* **What to do**:
Return, from the data that follows, each line that holds the word "shot".

[Collected data]

^^^^^^^^

//! Collaborator interfaces
//!
//! The engine sits between three collaborators: the gadget function
//! driver above it ([`UsbFunction`]), the battery charging logic below
//! it ([`ChargerControl`]), and the platform timer the classifier
//! borrows ([`TimerService`]).

use usb_device::endpoint::EndpointAddress;

use crate::{
    buffer::Buffer,
    classifier::TimerToken,
    control::SetupPacket,
    error::{ControlError, Error},
    queue::EndpointKind,
    request::Request,
};

/// A gadget function driver.
///
/// One implementation per gadget function (serial, storage, ...). All
/// callbacks run inside the controller's critical section; they must
/// not call back into the driver.
pub trait UsbFunction {
    /// The function is being attached to the engine.
    ///
    /// Declare endpoints and allocate transfer buffers here; endpoints
    /// cannot be added after the device is pulled up.
    fn bind(&mut self, endpoints: &mut dyn EndpointSetup) -> Result<(), Error>;

    /// The function is being detached from the engine.
    fn unbind(&mut self) {}

    /// Decode a control request the engine doesn't handle itself.
    ///
    /// Return [`SetupResponse::In`] to send a reply (the engine copies
    /// it out before returning), [`SetupResponse::Out`] to accept a
    /// host-to-device data stage, or [`SetupResponse::Ack`] for
    /// no-data requests. Any error stalls endpoint 0.
    fn setup(&mut self, setup: &SetupPacket) -> Result<SetupResponse<'_>, ControlError>;

    /// Data from a host-to-device control data stage.
    ///
    /// Rejecting the payload stalls the status phase.
    fn control_data(&mut self, setup: &SetupPacket, data: &[u8]) -> Result<(), ControlError> {
        let _ = (setup, data);
        Ok(())
    }

    /// A queued request retired; ownership returns to the function.
    fn complete(&mut self, endpoint: EndpointAddress, request: Request);

    /// The host vanished: bus reset while owned, or cable removal.
    fn disconnect(&mut self) {}

    /// The bus suspended. Runs in the deferred context.
    fn suspend(&mut self) {}

    /// The bus resumed. Runs in the deferred context.
    fn resume(&mut self) {}
}

/// The function driver's answer to a delegated setup packet.
pub enum SetupResponse<'a> {
    /// No data stage; go straight to the status phase.
    Ack,
    /// Device-to-host data stage carrying these bytes.
    In(&'a [u8]),
    /// Host-to-device data stage of at most this many bytes; the
    /// payload arrives through [`UsbFunction::control_data`].
    Out(usize),
}

/// Endpoint declaration interface handed to [`UsbFunction::bind`].
pub trait EndpointSetup {
    /// Enable an endpoint with the given type and max packet size.
    fn enable_endpoint(
        &mut self,
        addr: EndpointAddress,
        kind: EndpointKind,
        max_packet: u16,
    ) -> Result<(), Error>;

    /// Carve a transfer buffer out of the endpoint memory.
    fn allocate_buffer(&mut self, size: usize) -> Option<Buffer>;
}

/// The battery charging collaborator.
///
/// All calls arrive from the deferred context, never from the
/// interrupt handler.
pub trait ChargerControl {
    /// The peer's negotiated (or assumed) current budget changed.
    fn set_current_limit(&mut self, milliamps: u16);

    /// The classifier decided the peer is a dedicated charger.
    fn notify_charger_present(&mut self) {}

    /// The cable was removed.
    fn notify_disconnected(&mut self) {}
}

/// Platform one-shot timer used by the connection classifier.
///
/// When an armed timer expires, call
/// [`Driver::classifier_timeout`](crate::Driver::classifier_timeout)
/// with the same token. Tokens are generation-counted, so firing or
/// cancelling a stale token is harmless.
pub trait TimerService {
    /// Arm a one-shot timer.
    fn arm(&mut self, token: TimerToken, milliseconds: u32);

    /// Cancel an armed timer. Cancelling an expired or unknown token
    /// is a no-op.
    fn cancel(&mut self, token: TimerToken);
}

^^^^^^^^

* **Completed task**:
/// Platform one-shot timer used by the connection classifier.
    /// Arm a one-shot timer.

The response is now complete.